AMZN/CMG – Ok, well I was not a member for the CMG rolls and DDs, but I was when they had their big earnings miss, and thought most of us played it well.  Personally I went along with the earnings trade due to their guide down/10% pullback/trend break of the previous month, which set up nicely for the run-up then a really big drop on earnings.  I see something similar happening here…eventually…also no idea when, but I will get much more aggressive when I get some type of sell signal.  If we repeat last year's AMZN action, that should be very soon

PS – I do very much like the DD and 1/2 out even strategy for keeping costs manageable.  That is something very valuable I have learned from this chat.  Thanks!

AMZN/AAPL / FLAN – There has to be a pair trade there somewhere: short AMZN, long AAPL.

Bird:  On the long side, maybe Texas Instruments.

Sat at the kitchen table this morning. Saw the five empty chairs around the table. Felt a bit outnumbered, but like Eastwood, threw caution to the wind and debated the whole damn lot.

McDonalds
I just got back the the US from Nicaragua and went out to run some errands and I couldn't believe how packed MCD was.  The drive through line stretched around the parking lot and this was the case with the 3 of them I passed.  I was really shocked.  I went there last night around 11pm after some drinks, and again there were 20people in there getting late night food.    
I think I'm going to start selling puts on them as I think they will be around for a long long time and would make a good 20yr hold.  Just my 2c.  

MCD- this is a very , very well run company. I have been doing business with them off and on for years and have said so before- i have been always been impressed with not only the quality of people but their mgmt. systems and training are excellent. That said, I don't find the stock at current levels particularly cheap. In fact, I would put it in the fairly valued category. Personally, I would not be a buyer here primarily because of market conditions which may offer better entries but this one continues to be on my radar on a significant correction. It remains an excellent long term holding.
Have you considered ARCO? They are the Latin American master franchisor. Certainly riskier but worth a look. Would be interested in your take on McDonalds in your neck of the woods as I believe you are a full tme resident in Central America?

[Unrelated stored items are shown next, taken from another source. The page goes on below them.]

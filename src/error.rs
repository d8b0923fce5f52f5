//! Graphics error types.

use std::fmt;

use crate::types::ShaderStage;

/// Errors raised by the resource layer.
///
/// All variants are raised synchronously at the call site that detects them,
/// before any driver call with inconsistent arguments is issued. None are
/// caught or retried internally; callers should treat them as precondition
/// violations rather than recoverable runtime conditions. Conditions with a
/// safe fallback (excess sample counts, mip filtering on targets that cannot
/// support it) are clamped or ignored with a diagnostic instead of raised.
#[derive(Debug, Clone, PartialEq)]
pub enum GraphicsError {
    /// Re-allocation of a buffer with immutable (static) storage.
    StaticReallocation,
    /// An operation required an allocated resource.
    Unallocated(String),
    /// A sub-range index outside the valid `[0, count)` range.
    IndexOutOfRange {
        /// The requested element index.
        index: usize,
        /// The allocated element count.
        count: usize,
    },
    /// An allocation request for fewer than one element or pixel.
    EmptyAllocation(String),
    /// An enum value with no driver equivalent.
    UnmappedEnum(String),
    /// A shader stage failed to compile; carries the driver's log.
    ShaderCompilation {
        /// The stage that failed.
        stage: ShaderStage,
        /// Driver diagnostic log.
        log: String,
    },
    /// A program failed to link; carries the driver's log.
    ProgramLink(String),
    /// Unrecognized or unsupported file signature or compression code.
    UnsupportedFormat(String),
    /// A shader `#include` path could not be resolved.
    IncludeNotFound(String),
    /// The driver reported an allocation failure.
    ResourceCreationFailed(String),
}

impl fmt::Display for GraphicsError {
    fn fmt(&self, f: &mut fmt::Formatter<'_>) -> fmt::Result {
        match self {
            Self::StaticReallocation => write!(f, "static buffer re-allocation"),
            Self::Unallocated(what) => write!(f, "use of unallocated resource: {what}"),
            Self::IndexOutOfRange { index, count } => {
                write!(f, "index {index} out of range for {count} elements")
            }
            Self::EmptyAllocation(what) => write!(f, "empty allocation request: {what}"),
            Self::UnmappedEnum(what) => write!(f, "no driver equivalent for {what}"),
            Self::ShaderCompilation { stage, log } => {
                write!(f, "{stage} shader compilation failed: {log}")
            }
            Self::ProgramLink(log) => write!(f, "program link failed: {log}"),
            Self::UnsupportedFormat(what) => write!(f, "unsupported format: {what}"),
            Self::IncludeNotFound(path) => write!(f, "shader include not found: {path}"),
            Self::ResourceCreationFailed(what) => write!(f, "resource creation failed: {what}"),
        }
    }
}

impl std::error::Error for GraphicsError {}

static_assertions::assert_impl_all!(GraphicsError: Send, Sync);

Well, such a week full of drama, anticipation and excitement. No, not the Republican Convention although I am sure you all will agree it was a stunning success. The Dems now will get their dog and pony show on the road and I look forward to the same snarky and breathless punditry herein. Much fun to be had the next few months.
I have not had time to scour the news as is my want since I have been rather busy building my business. I apologize if that violates the new groupthink as I now know it was not me but after years of  slugging out 80 hour weeks, month after month, old thinking habits are hard to break. I cannot tell you how grateful I am to have been put straight with the "you didn't build that" lecture. Indeed, it opened my eyes wide along with many of my fellow travelers.
No, the really big shew was Mr. B.  and the congnescenti now seem convinced QE is in the offing but is already fully baked in. It is a long holiday weekend and my plans have been rained out so I am hoping to hear from others on their take of the great QE question and the outlook for next and coming weeks?

pstas/80 hours   Congrats * pat pat pat * on your success! *pat pat pat*……
 
Happy?
 
Now about this "groupthink"  You think like a "conservative" (not groupthink?) I think more like a "liberal". We don't agree on many things. That does not make….well me, part of a "groupthink"  Again, we just don't agree on MANY things…..
 
To me, "groupthink" is when you have to "sign up" with others, to a belief…..
 
Have a restful weekend.  🙂

Phil / Otherworldly:  Since it's the weekend, I figured we would be back to scouting out alternative places to warehouse billions of Earth's resource-profligate population.  You'll be glad to know that the Chinese has come up with a new candidate — as well they should.  Now if people could only afford the gas to get there:  
 
 
BEIJING — A potentially habitable planet has been discovered orbiting the star Gliese 163, 50 light-years away. The planet is bigger than Earth — roughly seven times as massive — and resides near the inner edge of the star’s habitable zone, Thierry Forveille of France’s Observatoire de Grenoble reported on August 30 at the International Astronomical Union’s general assembly meeting. Depending on its composition and how insulating its atmosphere is, the planet could be capable of supporting life." http://www.sciencenews.org/view/generic/id/343418/title/Another_potentially_habitable_world_emerges

"pat, pat, pat* Ah, much better. A little to to the left now……………

pstas – I do live in Nica full time (although I'm back for a few months for business in CA).  We don't have any franchises where I live other than Pali and MaxiPali, both grocery stores and both I hear owned by Costco partially.  Other than TipTop Chicken, which is really awful, street chicken is so much better, I don't have a take.  I hear you about MCD valuation, I'm just going to start selling puts for a small stake, maybe 5% to keep it in front of my face.  Then continue to add on the way down.  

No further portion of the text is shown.